State v. Martin (Slip Opinion)
149 Ohio St. 3d 292
| Ohio | 2016Background
- Terry Lee Martin secretly recorded an 11‑year‑old female undressed in a bathroom on March 18, 2012.
- Martin was indicted and pled to creating nudity‑oriented material involving a minor (R.C. 2907.323(A)(1)) and possession of criminal tools; parties stipulated to key facts and exceptions did not apply.
- At trial (bench), Martin was convicted of both felonies; he appealed arguing the court used the wrong definition of “nudity.”
- The court of appeals affirmed and certified conflict with State v. Young about which definition of “nudity” applies.
- The Ohio Supreme Court accepted briefing on whether R.C. 2907.01(H)’s statutory definition of “nudity” or the narrower Young definition (requiring lewdness or graphic genital focus) governs R.C. 2907.323(A)(1).
- The Court affirmed the conviction, holding R.C. 2907.01(H)’s broader statutory definition applies to creating child‑nudity‑oriented material under R.C. 2907.323(A)(1).
Issues
| Issue | Plaintiff's Argument | Defendant's Argument | Held |
|---|---|---|---|
| Which definition of “nudity” applies to R.C. 2907.323(A)(1)? | State: Apply R.C. 2907.01(H) statutory definition to prohibit creation of child‑nudity material. | Martin: Apply Young’s narrower definition (lewdness/graphic genital focus); without it conviction improper. | The statute’s text and state interests support applying R.C. 2907.01(H) to R.C. 2907.323(A)(1). |
| Is creating child‑nudity material entitled to First Amendment protection like mere possession? | State: Creating such material implicates far less liberty and can be regulated to prevent harm/exploitation. | Martin: Creation should be treated like possession; Young’s construction avoids overbreadth and First Amendment problems. | Creation is distinguishable from possession; state interests justify broader prohibition on creation. |
Key Cases Cited
- State v. Young, 37 Ohio St.3d 249, 525 N.E.2d 1363 (Ohio 1988) (construed R.C. 2907.323(A)(3) to reach only lewd or graphic‑genital depictions)
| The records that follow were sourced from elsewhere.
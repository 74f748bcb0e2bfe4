//! API routes for the RAG server

pub mod documents;
pub mod ingest;
pub mod query;

use axum::{
    extract::{DefaultBodyLimit, State},
    routing::{delete, get, post},
    Json, Router,
};
use std::convert::Infallible;

use tower_http::limit::RequestBodyLimitLayer;

use crate::error::Result;
use crate::server::state::AppState;
use crate::types::{FileType, SystemStats};

/// Build all API routes
pub fn api_routes(max_upload_size: usize) -> Router<AppState> {
    Router::new()
        // Questions
        .route("/query", post(query::query_rag))
        .route("/chat", post(query::chat))
        // Ingestion, with a larger body limit for file uploads
        .route(
            "/ingest",
            post(ingest::ingest_files)
                .layer::<_, Infallible>(DefaultBodyLimit::disable())
                .layer::<_, Infallible>(RequestBodyLimitLayer::new(max_upload_size)),
        )
        .route("/ingest/text", post(ingest::ingest_text))
        // Collection
        .route(
            "/documents",
            get(documents::list_documents).delete(documents::delete_all_documents),
        )
        .route("/documents/:id", delete(documents::delete_document))
        .route("/stats", get(stats))
        .route("/info", get(info))
}

/// GET /api/stats - Index size and models
async fn stats(State(state): State<AppState>) -> Result<Json<SystemStats>> {
    Ok(Json(state.engine().statistics().await?))
}

/// API info endpoint
async fn info(State(state): State<AppState>) -> Json<serde_json::Value> {
    let config = state.config();
    Json(serde_json::json!({
        "name": "jarvis-rag",
        "version": env!("CARGO_PKG_VERSION"),
        "description": "Document Q&A over a Pinecone index with answers from a local Ollama model",
        "supported_formats": FileType::supported_extensions(),
        "models": {
            "embedding": config.embeddings.model,
            "llm": config.llm.model,
        },
        "endpoints": {
            "GET /": "Web UI",
            "POST /api/query": "Ask a question",
            "POST /api/chat": "Answer the last user message of a conversation",
            "POST /api/ingest": "Upload documents (multipart)",
            "POST /api/ingest/text": "Add pasted text as a document",
            "GET /api/documents": "List documents with chunk counts",
            "DELETE /api/documents/:id": "Delete a document",
            "DELETE /api/documents": "Delete every document",
            "GET /api/stats": "Index statistics"
        }
    }))
}
//! `line-ext-sort` sorts newline-delimited text files that are far larger than the available memory.
//!
//! Sorting is achieved in two phases. During the first phase the entry file is split into chunks that fit
//! the memory budget; every chunk is sorted in memory and saved to a workspace directory. During the second
//! phase the sorted chunks are merged together by a k-way merge. The number of simultaneously open chunks
//! is bounded: when there are more chunks than the bound, they are merged in groups into intermediate runs,
//! generation after generation, until a single final merge produces the result.
//! For more information see [External Sorting](https://en.wikipedia.org/wiki/External_sorting).
//!
//! # Overview
//!
//! * **Memory budget:**
//!   the budget is partitioned between read buffers, write buffers and the in-memory sort buffer.
//! * **Bounded fan-in:**
//!   at most `max_cursors` chunk files are open during a merge pass.
//! * **Backpressure:**
//!   every chunk is read through a [`LineCursor`] that only reads ahead when its decoded lines are consumed.
//! * **Collation:**
//!   locale-aware (Unicode Collation Algorithm) or ordinal ordering, ascending or descending.
//!
//! # Example
//!
//! ```no_run
//! use line_ext_sort::{Collation, ExternalSorter, Order, SortConfigBuilder};
//!
//! fn main() {
//!     let config = SortConfigBuilder::new("input.txt", "output.txt", "./chunks")
//!         .with_memory_budget(500 * 1024 * 1024)
//!         .with_order(Order::Asc)
//!         .with_collation(Collation::Locale)
//!         .with_remove_workspace(true)
//!         .build();
//!
//!     let sorter = ExternalSorter::new(config).unwrap();
//!     sorter.sort().unwrap();
//! }
//! ```

pub mod buffer;
pub mod chunk;
pub mod compare;
pub mod config;
pub mod merger;
pub mod reader;
pub mod sort;
pub mod splitter;

pub use buffer::LineBuffer;
pub use chunk::{Chunk, Generation};
pub use compare::{comparer, Collation, Comparer, Order};
pub use config::{MemoryPlan, SortConfig, SortConfigBuilder};
pub use merger::{BoundedMerger, MergeOutput};
pub use reader::{CursorEvent, CursorState, LineCursor};
pub use sort::{ExternalSorter, SortError, SortPhase, SortReport};
pub use splitter::{ChunkSplitter, SplitOutput};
- Osborne v. Ohio, 495 U.S. 103 (1990) (upheld limiting statutes’ operation to avoid penalizing innocuous possession of nude child images)
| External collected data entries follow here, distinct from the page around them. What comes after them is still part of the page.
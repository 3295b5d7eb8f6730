//! Byte limited line buffer.

use rayon;

/// In-memory accumulation buffer limited by the total byte length of the lines it holds.
pub struct LineBuffer {
    limit: usize,
    current_size: usize,
    inner: Vec<String>,
}

impl LineBuffer {
    pub fn new(limit: usize) -> Self {
        LineBuffer {
            limit,
            current_size: 0,
            inner: Vec::new(),
        }
    }

    /// Adds a new line to the buffer.
    pub fn push(&mut self, line: String) {
        self.current_size += line.len();
        self.inner.push(line);
    }

    /// Returns the number of buffered lines.
    pub fn len(&self) -> usize {
        self.inner.len()
    }

    pub fn is_empty(&self) -> bool {
        self.inner.is_empty()
    }

    /// Returns the accumulated byte length of the buffered lines.
    pub fn mem_size(&self) -> usize {
        self.current_size
    }

    /// Checks if the buffer reached the limit.
    pub fn is_full(&self) -> bool {
        self.current_size >= self.limit
    }
}

impl IntoIterator for LineBuffer {
    type Item = String;
    type IntoIter = <Vec<String> as IntoIterator>::IntoIter;

    fn into_iter(self) -> Self::IntoIter {
        self.inner.into_iter()
    }
}

impl rayon::slice::ParallelSliceMut<String> for LineBuffer {
    fn as_parallel_slice_mut(&mut self) -> &mut [String] {
        self.inner.as_mut_slice()
    }
}
//! External sorter.

use std::error::Error;
use std::fmt;
use std::fmt::Display;
use std::fs;
use std::io;
use std::path::{Path, PathBuf};

use crate::config::SortConfig;
use crate::merger::BoundedMerger;
use crate::splitter::ChunkSplitter;

/// Sorting error.
#[derive(Debug)]
pub enum SortError {
    /// Entry file does not exist. Raised before the workspace is touched.
    EntryNotFound(PathBuf),
    /// Workspace directory reset or removal error.
    Workspace(io::Error),
    /// Workers thread pool initialization error.
    ThreadPoolBuildError(rayon::ThreadPoolBuildError),
    /// Entry file read error.
    InputError(io::Error),
    /// Chunk, run or output file I/O error.
    IO(io::Error),
}

impl Error for SortError {
    fn source(&self) -> Option<&(dyn Error + 'static)> {
        match &self {
            SortError::EntryNotFound(_) => None,
            SortError::Workspace(err) => Some(err),
            SortError::ThreadPoolBuildError(err) => Some(err),
            SortError::InputError(err) => Some(err),
            SortError::IO(err) => Some(err),
        }
    }
}

impl Display for SortError {
    fn fmt(&self, f: &mut fmt::Formatter<'_>) -> fmt::Result {
        match &self {
            SortError::EntryNotFound(path) => write!(f, "entry file {} does not exist", path.display()),
            SortError::Workspace(err) => write!(f, "workspace directory operation failed: {}", err),
            SortError::ThreadPoolBuildError(err) => write!(f, "thread pool initialization failed: {}", err),
            SortError::InputError(err) => write!(f, "entry file read error: {}", err),
            SortError::IO(err) => write!(f, "I/O operation failed: {}", err),
        }
    }
}

/// Sorting phases, in execution order.
#[derive(Debug, Clone, Copy, PartialEq, Eq)]
pub enum SortPhase {
    Validate,
    ResetWorkspace,
    Split,
    Merge,
    CleanupWorkspace,
    Done,
}

impl Display for SortPhase {
    fn fmt(&self, f: &mut fmt::Formatter<'_>) -> fmt::Result {
        let name = match self {
            SortPhase::Validate => "validate",
            SortPhase::ResetWorkspace => "reset workspace",
            SortPhase::Split => "split",
            SortPhase::Merge => "merge",
            SortPhase::CleanupWorkspace => "cleanup workspace",
            SortPhase::Done => "done",
        };
        write!(f, "{}", name)
    }
}

/// Summary of a successful sort.
#[derive(Debug, Clone, Copy, PartialEq, Eq)]
pub struct SortReport {
    /// Lines read from the entry file, empty ones included.
    pub lines_read: u64,
    /// Lines written to the output file.
    pub lines_written: u64,
    /// Initial runs produced by the split phase.
    pub chunks: usize,
    /// Batched merge generations run before the final merge.
    pub generations: usize,
    /// Whether the workspace directory was removed.
    pub workspace_removed: bool,
}

/// External sorter of newline-delimited text files.
pub struct ExternalSorter {
    config: SortConfig,
    /// Chunk sorting thread pool.
    thread_pool: rayon::ThreadPool,
}

impl ExternalSorter {
    /// Creates a new external sorter instance.
    ///
    /// # Arguments
    /// * `config` - Sort configuration, fixed for the lifetime of the sorter
    pub fn new(config: SortConfig) -> Result<Self, SortError> {
        let thread_pool = Self::init_thread_pool(config.threads_number())?;

        return Ok(ExternalSorter { config, thread_pool });
    }

    fn init_thread_pool(threads_number: Option<usize>) -> Result<rayon::ThreadPool, SortError> {
        let mut thread_pool_builder = rayon::ThreadPoolBuilder::new();

        if let Some(threads_number) = threads_number {
            log::info!("initializing thread-pool (threads: {})", threads_number);
            thread_pool_builder = thread_pool_builder.num_threads(threads_number);
        } else {
            log::info!("initializing thread-pool (threads: default)");
        }
        let thread_pool = thread_pool_builder
            .build()
            .map_err(|err| SortError::ThreadPoolBuildError(err))?;

        return Ok(thread_pool);
    }

    pub fn config(&self) -> &SortConfig {
        &self.config
    }

    /// Sorts the entry file into the output file.
    ///
    /// Phases run strictly in sequence: validate, reset workspace, split, merge and, if configured,
    /// cleanup. On failure the workspace is left as is.
    pub fn sort(&self) -> Result<SortReport, SortError> {
        let config = &self.config;
        let plan = config.memory_plan();
        let compare = config.comparer();

        let mut phase = SortPhase::Validate;
        let mut report = SortReport {
            lines_read: 0,
            lines_written: 0,
            chunks: 0,
            generations: 0,
            workspace_removed: false,
        };
        let mut chunks = Vec::new();

        loop {
            log::info!("sort phase: {}", phase);

            phase = match phase {
                SortPhase::Validate => {
                    if !config.entry().is_file() {
                        log::error!("entry file {} does not exist", config.entry().display());
                        return Err(SortError::EntryNotFound(config.entry().to_path_buf()));
                    }
                    SortPhase::ResetWorkspace
                }
                SortPhase::ResetWorkspace => {
                    reset_workspace(config.workspace()).map_err(SortError::Workspace)?;
                    log::info!("using {} as a workspace directory", config.workspace().display());
                    SortPhase::Split
                }
                SortPhase::Split => {
                    let splitter = ChunkSplitter::new(
                        config.workspace(),
                        config.chunk_prefix(),
                        plan,
                        compare,
                        config.filter_empty_lines(),
                        &self.thread_pool,
                    );
                    let output = splitter.split(config.entry())?;
                    report.lines_read = output.lines_read;
                    report.chunks = output.chunks.len();
                    chunks = output.chunks;
                    SortPhase::Merge
                }
                SortPhase::Merge => {
                    let merger = BoundedMerger::new(
                        config.workspace(),
                        config.chunk_prefix(),
                        plan,
                        compare,
                        config.max_cursors(),
                    )
                    .with_filter_empty(config.filter_empty_lines())
                    .with_remove_consumed(config.remove_workspace());

                    let output = merger
                        .merge(std::mem::take(&mut chunks), config.output())
                        .map_err(SortError::IO)?;
                    report.generations = output.generations;
                    report.lines_written = output.lines_written;

                    if config.remove_workspace() {
                        SortPhase::CleanupWorkspace
                    } else {
                        SortPhase::Done
                    }
                }
                SortPhase::CleanupWorkspace => {
                    remove_workspace(config.workspace()).map_err(SortError::Workspace)?;
                    report.workspace_removed = true;
                    SortPhase::Done
                }
                SortPhase::Done => break,
            };
        }

        log::info!(
            "sorted {} into {} ({} lines read, {} lines written, {} chunks, {} merge generations)",
            config.entry().display(),
            config.output().display(),
            report.lines_read,
            report.lines_written,
            report.chunks,
            report.generations
        );

        return Ok(report);
    }
}

/// Removes the workspace directory if it exists and recreates it empty.
fn reset_workspace(path: &Path) -> io::Result<()> {
    remove_workspace(path)?;
    fs::create_dir_all(path)
}

/// Removes the workspace directory with everything in it. Missing directory is not an error.
fn remove_workspace(path: &Path) -> io::Result<()> {
    match fs::remove_dir_all(path) {
        Err(err) if err.kind() == io::ErrorKind::NotFound => Ok(()),
        result => result,
    }
}
//! Pausable line cursor.
//!
//! A [`LineCursor`] presents one file as a sequence of logical lines. The consumer pulls lines one at a time
//! with [`LineCursor::next_event`] and may pause the cursor at any moment: pausing suspends emission but keeps
//! every already decoded line queued. The underlying file is read only when the decoded-line queue is empty,
//! so reading can never outrun consumption by more than one read buffer.

use std::collections::VecDeque;
use std::fs;
use std::io::{self, prelude::*};
use std::mem;
use std::path::{Path, PathBuf};

/// Observable cursor state.
#[derive(Debug, Clone, Copy, PartialEq, Eq)]
pub enum CursorState {
    /// Lines are emitted on demand, the source is read when the queue runs dry.
    Streaming,
    /// Emission is suspended by the consumer.
    Paused,
    /// The source reached end-of-input, queued lines and the trailing fragment are still pending.
    Draining,
    /// Every line has been emitted and the file handle is released.
    Finished,
    /// A read or decoding error occurred; the cursor is unusable.
    Failed,
}

/// Result of a single pull from a cursor.
#[derive(Debug, PartialEq, Eq)]
pub enum CursorEvent {
    /// The next line in file order.
    Line(String),
    /// The cursor is paused, nothing is emitted until [`LineCursor::resume`] is called.
    Paused,
    /// The cursor has no more lines.
    Finished,
}

/// Buffered, pausable line source over a single file.
pub struct LineCursor {
    path: PathBuf,
    source: Option<fs::File>,
    read_buf: Vec<u8>,
    filter_empty: bool,

    /// Decoded lines not emitted yet.
    lines: VecDeque<String>,
    /// Bytes read but not terminated by a line break yet.
    fragment: Vec<u8>,

    paused: bool,
    exhausted: bool,
    finished: bool,
    failed: bool,
}

impl LineCursor {
    /// Opens a cursor over the file.
    ///
    /// # Arguments
    /// * `path` - File to be read
    /// * `buf_size` - Size of a single read from the file
    /// * `filter_empty` - Drop empty lines instead of emitting them
    pub fn open<P: AsRef<Path>>(path: P, buf_size: usize, filter_empty: bool) -> io::Result<Self> {
        let path = path.as_ref().to_path_buf();
        let source = fs::File::open(&path)?;
        log::trace!("line cursor opened on {} (buffer: {})", path.display(), buf_size);

        return Ok(LineCursor {
            path,
            source: Some(source),
            read_buf: vec![0; buf_size.max(1)],
            filter_empty,
            lines: VecDeque::new(),
            fragment: Vec::new(),
            paused: false,
            exhausted: false,
            finished: false,
            failed: false,
        });
    }

    /// Returns the path of the file the cursor reads.
    pub fn path(&self) -> &Path {
        &self.path
    }

    pub fn state(&self) -> CursorState {
        if self.failed {
            CursorState::Failed
        } else if self.finished {
            CursorState::Finished
        } else if self.paused {
            CursorState::Paused
        } else if self.exhausted {
            CursorState::Draining
        } else {
            CursorState::Streaming
        }
    }

    pub fn is_finished(&self) -> bool {
        self.finished
    }

    /// Number of decoded lines waiting to be emitted.
    pub fn queued(&self) -> usize {
        self.lines.len()
    }

    /// Suspends line emission. Queued lines are kept.
    pub fn pause(&mut self) {
        self.paused = true;
    }

    /// Re-enables line emission.
    pub fn resume(&mut self) {
        self.paused = false;
    }

    /// Pulls the next event from the cursor.
    ///
    /// A paused cursor emits nothing and performs no I/O. Otherwise a queued line is returned if one is
    /// available; the file is only read when the queue is empty. The retained fragment is emitted as the
    /// final line once the file reaches end-of-input.
    pub fn next_event(&mut self) -> io::Result<CursorEvent> {
        if self.failed {
            return Err(io::Error::new(
                io::ErrorKind::Other,
                format!("line cursor on {} is in a failed state", self.path.display()),
            ));
        }
        if self.finished {
            return Ok(CursorEvent::Finished);
        }
        if self.paused {
            return Ok(CursorEvent::Paused);
        }

        loop {
            if let Some(line) = self.lines.pop_front() {
                return Ok(CursorEvent::Line(line));
            }

            if self.exhausted {
                if !self.fragment.is_empty() {
                    let fragment = mem::take(&mut self.fragment);
                    return match self.decode(fragment) {
                        Ok(line) => Ok(CursorEvent::Line(line)),
                        Err(err) => {
                            self.fail();
                            Err(err)
                        }
                    };
                }
                self.finish();
                return Ok(CursorEvent::Finished);
            }

            if let Err(err) = self.fill() {
                self.fail();
                return Err(err);
            }
        }
    }

    /// Performs a single read from the source and queues every complete line it yields.
    fn fill(&mut self) -> io::Result<()> {
        let source = match self.source.as_mut() {
            Some(source) => source,
            None => {
                self.exhausted = true;
                return Ok(());
            }
        };

        let read = loop {
            match source.read(&mut self.read_buf) {
                Ok(read) => break read,
                Err(err) if err.kind() == io::ErrorKind::Interrupted => continue,
                Err(err) => return Err(err),
            }
        };

        if read == 0 {
            self.exhausted = true;
            self.source = None;
            return Ok(());
        }

        self.fragment.extend_from_slice(&self.read_buf[..read]);

        let last_break = match self.fragment.iter().rposition(|&b| b == b'\n') {
            Some(pos) => pos,
            None => return Ok(()),
        };
        let tail = self.fragment.split_off(last_break + 1);
        let complete = mem::replace(&mut self.fragment, tail);

        for raw in complete[..last_break].split(|&b| b == b'\n') {
            let raw = raw.strip_suffix(b"\r").unwrap_or(raw);
            if self.filter_empty && raw.is_empty() {
                continue;
            }
            let line = self.decode(raw.to_vec())?;
            self.lines.push_back(line);
        }

        return Ok(());
    }

    fn decode(&self, raw: Vec<u8>) -> io::Result<String> {
        String::from_utf8(raw).map_err(|err| {
            io::Error::new(
                io::ErrorKind::InvalidData,
                format!("{} contains invalid UTF-8: {}", self.path.display(), err),
            )
        })
    }

    fn finish(&mut self) {
        if !self.finished {
            self.finished = true;
            self.source = None;
            self.lines.clear();
            log::trace!("line cursor on {} finished", self.path.display());
        }
    }

    fn fail(&mut self) {
        self.failed = true;
        self.source = None;
        self.lines.clear();
        self.fragment.clear();
    }
}

impl Iterator for LineCursor {
    type Item = io::Result<String>;

    /// Returns the next line, resuming the cursor if it was paused.
    fn next(&mut self) -> Option<Self::Item> {
        if self.finished {
            return None;
        }
        self.resume();

        match self.next_event() {
            Ok(CursorEvent::Line(line)) => Some(Ok(line)),
            Ok(_) => None,
            Err(err) => Some(Err(err)),
        }
    }
}
//! Bounded fan-in merger.

use std::cmp::Ordering;
use std::collections::BinaryHeap;
use std::fs;
use std::io::{self, prelude::*};
use std::path::Path;

use crate::chunk::{Chunk, Generation};
use crate::compare::Comparer;
use crate::config::MemoryPlan;
use crate::reader::{CursorEvent, LineCursor};

/// Result of a complete merge.
#[derive(Debug, Clone, Copy, PartialEq, Eq)]
pub struct MergeOutput {
    /// Number of batched merge generations run before the final pass.
    pub generations: usize,
    /// Number of merge passes (group merges and the final merge).
    pub passes: usize,
    /// Number of lines in the output file.
    pub lines_written: u64,
}

/// Frontier entry: the pending line of a single cursor.
struct FrontierEntry {
    line: String,
    cursor: usize,
    compare: Comparer,
}

impl PartialEq for FrontierEntry {
    fn eq(&self, other: &Self) -> bool {
        self.cmp(other) == Ordering::Equal
    }
}

impl Eq for FrontierEntry {}

impl PartialOrd for FrontierEntry {
    fn partial_cmp(&self, other: &Self) -> Option<Ordering> {
        Some(self.cmp(other))
    }
}

impl Ord for FrontierEntry {
    // binary heap is max-heap so the order is reversed to pop the comparer minimum first,
    // ties go to the lower cursor index
    fn cmp(&self, other: &Self) -> Ordering {
        (self.compare)(&self.line, &other.line)
            .then_with(|| self.cursor.cmp(&other.cursor))
            .reverse()
    }
}

/// Pending lines of the active cursors, at most one per cursor.
struct Frontier {
    entries: BinaryHeap<FrontierEntry>,
    compare: Comparer,
}

impl Frontier {
    fn new(compare: Comparer, cursors: usize) -> Self {
        Frontier {
            entries: BinaryHeap::with_capacity(cursors),
            compare,
        }
    }

    fn len(&self) -> usize {
        self.entries.len()
    }

    fn push(&mut self, cursor: usize, line: String) {
        self.entries.push(FrontierEntry {
            line,
            cursor,
            compare: self.compare,
        });
    }

    /// Removes and returns the comparer-extreme entry.
    fn pop(&mut self) -> Option<(usize, String)> {
        let entry = self.entries.pop()?;
        Some((entry.cursor, entry.line))
    }
}

/// Merges sorted runs into a single sorted file while keeping at most `max_cursors` runs open at once.
///
/// When there are more runs than the fan-in bound, runs are merged in groups of `max_cursors` into
/// intermediate runs, generation after generation, until the final merge can open every remaining run.
pub struct BoundedMerger<'a> {
    workspace: &'a Path,
    prefix: &'a str,
    plan: MemoryPlan,
    compare: Comparer,
    max_cursors: usize,
    filter_empty: bool,
    remove_consumed: bool,
}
- New York v. Ferber, 458 U.S. 747 (1982) (child pornography regulation justified by preventing exploitation and harm)
- State v. Meadows, 28 Ohio St.3d 43, 503 N.E.2d 697 (Ohio 1986) (no First Amendment protection for child pornography)
- Miller v. California, 413 U.S. 15 (1973) (definition and regulation of obscene material)
- Stanley v. Georgia, 394 U.S. 557 (1969) (private possession of obscene material protected but distinguished from child pornography)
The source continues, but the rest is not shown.